Горизонт вечно хмур от того перегара,
и висят облака цвета серого сала.
Разолью на троих, чтобы не было мало,
никого не жалея.

Ты сюда не ходи, не горят фонарями
наши улицы ночью, гуляют миряне,
ищут, где намутить, хоть какой-нибудь дряни,
поджидают неместных.

Никого не найдешь, если спросишь соседей,
знает каждый рожденный на этой планете:
доверяй, но своим, а еще, может, этим 
из отряда небесных.

Набережная

Ирине

Южный ветер вплетается в волосы,
солнце медленно движется к выходу.
Я дышу ее вдохом и выдохом.
Ее тело, глаза, моря полосы.

У причала качает кораблики,
паруса развивая вдоль пристани.
Город выжжен зелеными листьями,
слышишь стук это падают яблоки.

Это лето июльское, рыжее,
вниз летит, растворяется в запахе,
облака догорают на западе,
в небе звезды ютятся над крышами.

Я ловлю ее губы и волосы.
Свежесть моря, глаза, рук движения.
Волны в берег, заката брожение.
Ее тело, шептание голосом.

г. Ялта

«Я помню снег прохладным январем»

Я помню снег прохладным январем,
фонарный столб, горевший янтарем,
как вниз сползала в градуснике ртуть,
пришла зима и обнажила грудь.
Я помню, как сминается постель,
как ветер воет, корчится метель,
как шар земной кружится на оси,
и мы вдвоем, по кругу, колесим,
несемся, улетаем в пустоту,
по-рыбьи, по-собачьи, на ходу;
движеньем тел, движеньем ног и рук,
и тем, о чем не пишут на фейсбук
Летим с тобой, а снизу, далеко,
Барокко Петербурга, Рококо
И близко облака к земле висят.
Мы задыхаемся и падаем назад

Ноябрь

Вот как-то так, из маленького слова
рождаются стихи, совсем как люди.
Ржавеет лес, над ним луны подкова
и столько звёзд, что их считать не будем.
Мой страшный сон нашествие глаголов
без падежей, без точек с запятыми,
пока повсюду полчищем монголов,
шагает ночь по облакам пустыни.
Как в ноябре, забыл, числа какого,
родился я, крича на всю палату, 
возникнет звук, от слова будет слово,
родится стих без имени и даты.
Наступит день и никого не спросит,
пожар звезды окно моё согреет,
но вдруг прочтёшь стихотворений осень,
а в них дожди то ямбом, то хореем.

«Мимо трамвайных путей, по домам и дворам»

«Мимо трамвайных путей, по домам и дворам»
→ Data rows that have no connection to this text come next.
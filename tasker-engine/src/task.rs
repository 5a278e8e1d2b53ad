// SPDX-License-Identifier: MIT OR Apache-2.0

use tasker_auth::guard;
use tasker_core::{Date, NewTask, ProjectId, Task, TaskId, TaskPriority, TaskStatus, UserId};
use tasker_store::Store;

use crate::engine::Engine;
use crate::error::{EngineError, Resource};

/// Partial update of a task; `None` fields stay unchanged.
#[derive(Clone, Debug, Default, PartialEq, Eq)]
pub struct TaskPatch {
    pub title: Option<String>,
    pub description: Option<String>,
    pub due_date: Option<Date>,
    pub priority: Option<TaskPriority>,
    pub status: Option<TaskStatus>,
}

impl<S> Engine<S>
where
    S: Store,
{
    /// Create a task in a project. Any member may; assignees must themselves be members of
    /// the project.
    pub fn create_task(
        &mut self,
        caller: UserId,
        new: NewTask,
        assignees: &[UserId],
    ) -> Result<Task, EngineError> {
        let Some(project) = self.store.project(new.project)? else {
            return Err(EngineError::NotFound(Resource::Project));
        };
        let resolution = self.resolution_for(caller, &project)?;
        guard::task::create(resolution.role)?;

        for user in assignees {
            self.ensure_assignable(*user, project.id)?;
        }

        let task = self.store.insert_task(new, caller)?;
        for user in assignees {
            self.store.insert_assignment(task.id, *user)?;
        }
        Ok(task)
    }

    pub fn task(&self, caller: UserId, id: TaskId) -> Result<Task, EngineError> {
        let Some(task) = self.store.task(id)? else {
            return Err(EngineError::NotFound(Resource::Task));
        };
        let resolution = self.resolution_for(caller, &task)?;
        guard::task::view(resolution.role)?;
        Ok(task)
    }

    pub fn tasks(&self, caller: UserId, project: ProjectId) -> Result<Vec<Task>, EngineError> {
        let Some(project) = self.store.project(project)? else {
            return Err(EngineError::NotFound(Resource::Project));
        };
        let resolution = self.resolution_for(caller, &project)?;
        guard::task::view(resolution.role)?;

        Ok(self.store.tasks_for_project(project.id)?)
    }

    /// Update task fields. Task creator, admins and the owner only.
    pub fn update_task(
        &mut self,
        caller: UserId,
        id: TaskId,
        patch: TaskPatch,
    ) -> Result<Task, EngineError> {
        let Some(mut task) = self.store.task(id)? else {
            return Err(EngineError::NotFound(Resource::Task));
        };
        let resolution = self.resolution_for(caller, &task)?;
        guard::task::update(caller, &task, resolution.role)?;

        if let Some(title) = patch.title {
            task.title = title;
        }
        if let Some(description) = patch.description {
            task.description = description;
        }
        if let Some(due_date) = patch.due_date {
            task.due_date = Some(due_date);
        }
        if let Some(priority) = patch.priority {
            task.priority = priority;
        }
        if let Some(status) = patch.status {
            task.status = status;
        }

        if !self.store.update_task(&task)? {
            return Err(EngineError::NotFound(Resource::Task));
        }
        Ok(task)
    }

    /// Delete a task and everything nested below it. Admins and the owner only.
    pub fn delete_task(&mut self, caller: UserId, id: TaskId) -> Result<(), EngineError> {
        let Some(task) = self.store.task(id)? else {
            return Err(EngineError::NotFound(Resource::Task));
        };
        let resolution = self.resolution_for(caller, &task)?;
        guard::task::delete(resolution.role)?;

        self.store.delete_task(id)?;
        Ok(())
    }

    /// Assign a member to a task. Follows the task-update rule; assigning someone who is
    /// already assigned is an idempotent no-op.
    ///
    /// Returns `true` when a new assignment row was created.
    pub fn assign(
        &mut self,
        caller: UserId,
        task: TaskId,
        user: UserId,
    ) -> Result<bool, EngineError> {
        let Some(task) = self.store.task(task)? else {
            return Err(EngineError::NotFound(Resource::Task));
        };
        let resolution = self.resolution_for(caller, &task)?;
        guard::task::assign(caller, &task, resolution.role)?;

        self.ensure_assignable(user, task.project)?;
        Ok(self.store.insert_assignment(task.id, user)?)
    }

    /// Remove an assignment. Returns `false` when the user was not assigned.
    pub fn unassign(
        &mut self,
        caller: UserId,
        task: TaskId,
        user: UserId,
    ) -> Result<bool, EngineError> {
        let Some(task) = self.store.task(task)? else {
            return Err(EngineError::NotFound(Resource::Task));
        };
        let resolution = self.resolution_for(caller, &task)?;
        guard::task::assign(caller, &task, resolution.role)?;

        Ok(self.store.delete_assignment(task.id, user)?)
    }

    pub fn assignees(&self, caller: UserId, task: TaskId) -> Result<Vec<UserId>, EngineError> {
        let Some(task) = self.store.task(task)? else {
            return Err(EngineError::NotFound(Resource::Task));
        };
        let resolution = self.resolution_for(caller, &task)?;
        guard::task::view(resolution.role)?;

        let assignments = self.store.assignments_for_task(task.id)?;
        Ok(assignments.into_iter().map(|a| a.user).collect())
    }

    fn ensure_assignable(&self, user: UserId, project: ProjectId) -> Result<(), EngineError> {
        match self.store.membership(user, project)? {
            Some(_) => Ok(()),
            None => Err(EngineError::AssigneeNotMember),
        }
    }
}
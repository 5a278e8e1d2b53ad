// SPDX-License-Identifier: MIT OR Apache-2.0

use serde::{Deserialize, Serialize};

use crate::types::{Timestamp, UserId};

/// A registered user, identified by a unique email address.
///
/// Authentication is handled outside the core; everything here only compares identities.
#[derive(Clone, Debug, PartialEq, Eq, Serialize, Deserialize)]
pub struct User {
    pub id: UserId,
    pub email: String,
    pub name: String,
    pub joined_at: Timestamp,
}

/// Payload for registering a user. Id and join timestamp are assigned by the store.
#[derive(Clone, Debug, PartialEq, Eq, Serialize, Deserialize)]
pub struct NewUser {
    pub email: String,
    pub name: String,
}
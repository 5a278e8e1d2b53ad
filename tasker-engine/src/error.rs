// SPDX-License-Identifier: MIT OR Apache-2.0

use std::fmt::Display;

use tasker_auth::Denied;
use tasker_store::{Constraint, StoreError};
use thiserror::Error;

/// Resource types named in not-found results.
#[derive(Clone, Copy, Debug, PartialEq, Eq)]
pub enum Resource {
    User,
    Project,
    Membership,
    Task,
    Subtask,
    Comment,
    Attachment,
}

impl Display for Resource {
    fn fmt(&self, f: &mut std::fmt::Formatter<'_>) -> std::fmt::Result {
        let s = match self {
            Resource::User => "user",
            Resource::Project => "project",
            Resource::Membership => "membership",
            Resource::Task => "task",
            Resource::Subtask => "subtask",
            Resource::Comment => "comment",
            Resource::Attachment => "attachment",
        };

        write!(f, "{}", s)
    }
}

/// Everything an operation can fail with.
///
/// Variants carry the specific reason; [`EngineError::kind`] collapses them into the
/// four-way classification an HTTP layer maps onto status codes.
#[derive(Debug, Error, PartialEq, Eq)]
pub enum EngineError {
    /// The addressed resource, or the anchor needed to authorize against it, is absent.
    #[error("{0} not found")]
    NotFound(Resource),

    /// A guard denied the operation.
    #[error("permission denied: {0}")]
    Forbidden(#[from] Denied),

    /// Invite target does not exist by email.
    #[error("no user with this email exists")]
    UserNotFound,

    /// Invite target already holds a membership. Surfaced as an error on purpose, not
    /// swallowed as idempotent success.
    #[error("user is already a project member")]
    AlreadyMember,

    #[error("this project already has an owner")]
    OwnerConflict,

    #[error("this email address is already registered")]
    EmailTaken,

    /// Role changes only ever grant admin or member; the owner role is not reachable here.
    #[error("role must be either admin or member")]
    InvalidRole,

    #[error("cannot change the owner's role")]
    CannotModifyOwner,

    #[error("assignees must be project members")]
    AssigneeNotMember,

    /// Store backend failure. Constraint violations never surface here, they are translated
    /// into the conflict variants above.
    #[error(transparent)]
    Store(StoreError),
}

impl From<StoreError> for EngineError {
    fn from(error: StoreError) -> Self {
        match error {
            StoreError::UniqueViolation(Constraint::DuplicateMembership) => {
                EngineError::AlreadyMember
            }
            StoreError::UniqueViolation(Constraint::DuplicateOwner) => EngineError::OwnerConflict,
            StoreError::UniqueViolation(Constraint::DuplicateEmail) => EngineError::EmailTaken,
            other => EngineError::Store(other),
        }
    }
}

/// HTTP-equivalent classification of engine errors.
#[derive(Clone, Copy, Debug, PartialEq, Eq)]
pub enum ErrorKind {
    NotFound,
    Forbidden,
    Conflict,
    Validation,
    Internal,
}

impl EngineError {
    pub fn kind(&self) -> ErrorKind {
        match self {
            EngineError::NotFound(_) | EngineError::UserNotFound => ErrorKind::NotFound,
            EngineError::Forbidden(_) | EngineError::CannotModifyOwner => ErrorKind::Forbidden,
            EngineError::AlreadyMember | EngineError::OwnerConflict | EngineError::EmailTaken => {
                ErrorKind::Conflict
            }
            EngineError::InvalidRole | EngineError::AssigneeNotMember => ErrorKind::Validation,
            EngineError::Store(_) => ErrorKind::Internal,
        }
    }
}

#[cfg(test)]
mod tests {
    use tasker_store::{Constraint, StoreError};

    use super::{EngineError, ErrorKind};

    #[test]
    fn constraint_violations_become_conflicts() {
        let error: EngineError =
            StoreError::UniqueViolation(Constraint::DuplicateMembership).into();
        assert_eq!(error, EngineError::AlreadyMember);
        assert_eq!(error.kind(), ErrorKind::Conflict);

        let error: EngineError = StoreError::UniqueViolation(Constraint::DuplicateOwner).into();
        assert_eq!(error, EngineError::OwnerConflict);
        assert_eq!(error.kind(), ErrorKind::Conflict);
    }

    #[test]
    fn backend_errors_stay_internal() {
        let error: EngineError = StoreError::Backend("connection reset".to_string()).into();
        assert_eq!(error.kind(), ErrorKind::Internal);
    }
}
Мимо трамвайных путей, по домам и дворам,
мимо бессчетных квартир, через всех персонажей,
стрелки считают года, разделив пополам,
в памяти важные даты со всеми что нажил.
Падает пепел на стол, разговор ни о чем:
этих закрыли менты, тот убит, этот вышел.
Ангелы небо срывают, и белым врачом
падает снег за окном на дороги и крыши.
Если была тут любовь, то в таком-то году 
время живых пионеров, ночных кочегаров.
Пасмурно. Падает снег, и на полном ходу
ветер из рук вырывает портрет Че Гевары.
Дальше. Что ждет впереди до последней строки?
Шепот тетрадных страниц. Мое соло в пустыне.
Вечер, забросит над соснами звезд поплавки,
точка в последней строке, как бездомный остынет.

Пейзаж

Мокрые улицы утром холодным и ранним,
хмурится двор, словно племени дикого вождь,
падают тучи в окно, как огромные камни,
люди шагают вперед, наступают на дождь.
Яблоки катятся с яблонь, и дни летят мимо,
август арбуза наелся и ждет сентября.
Выпей со мной за Россию, пускай нерушима,
будет она, словно стены и башни Кремля.
Сколько не сказано тостов, не поднято рюмок,
лето прыщавым подростком спешит на урок.
Дворник стоит под окном и, вздыхая угрюмо,
Листья, упавшие низко, сметает в совок.
Вот моя родина, много берез, затем поле,
катится солнце в тумане кровавым пятном.
Может быть, всё оттого, что я с севера, что ли,
раз не люблю так ходить под раскрытым зонтом?

Алексей Молодцов

Студент Луганского университета им. Т. Г. Шевченко. Живёт в Луганске.

Вечером

 Костик!.. Кушать!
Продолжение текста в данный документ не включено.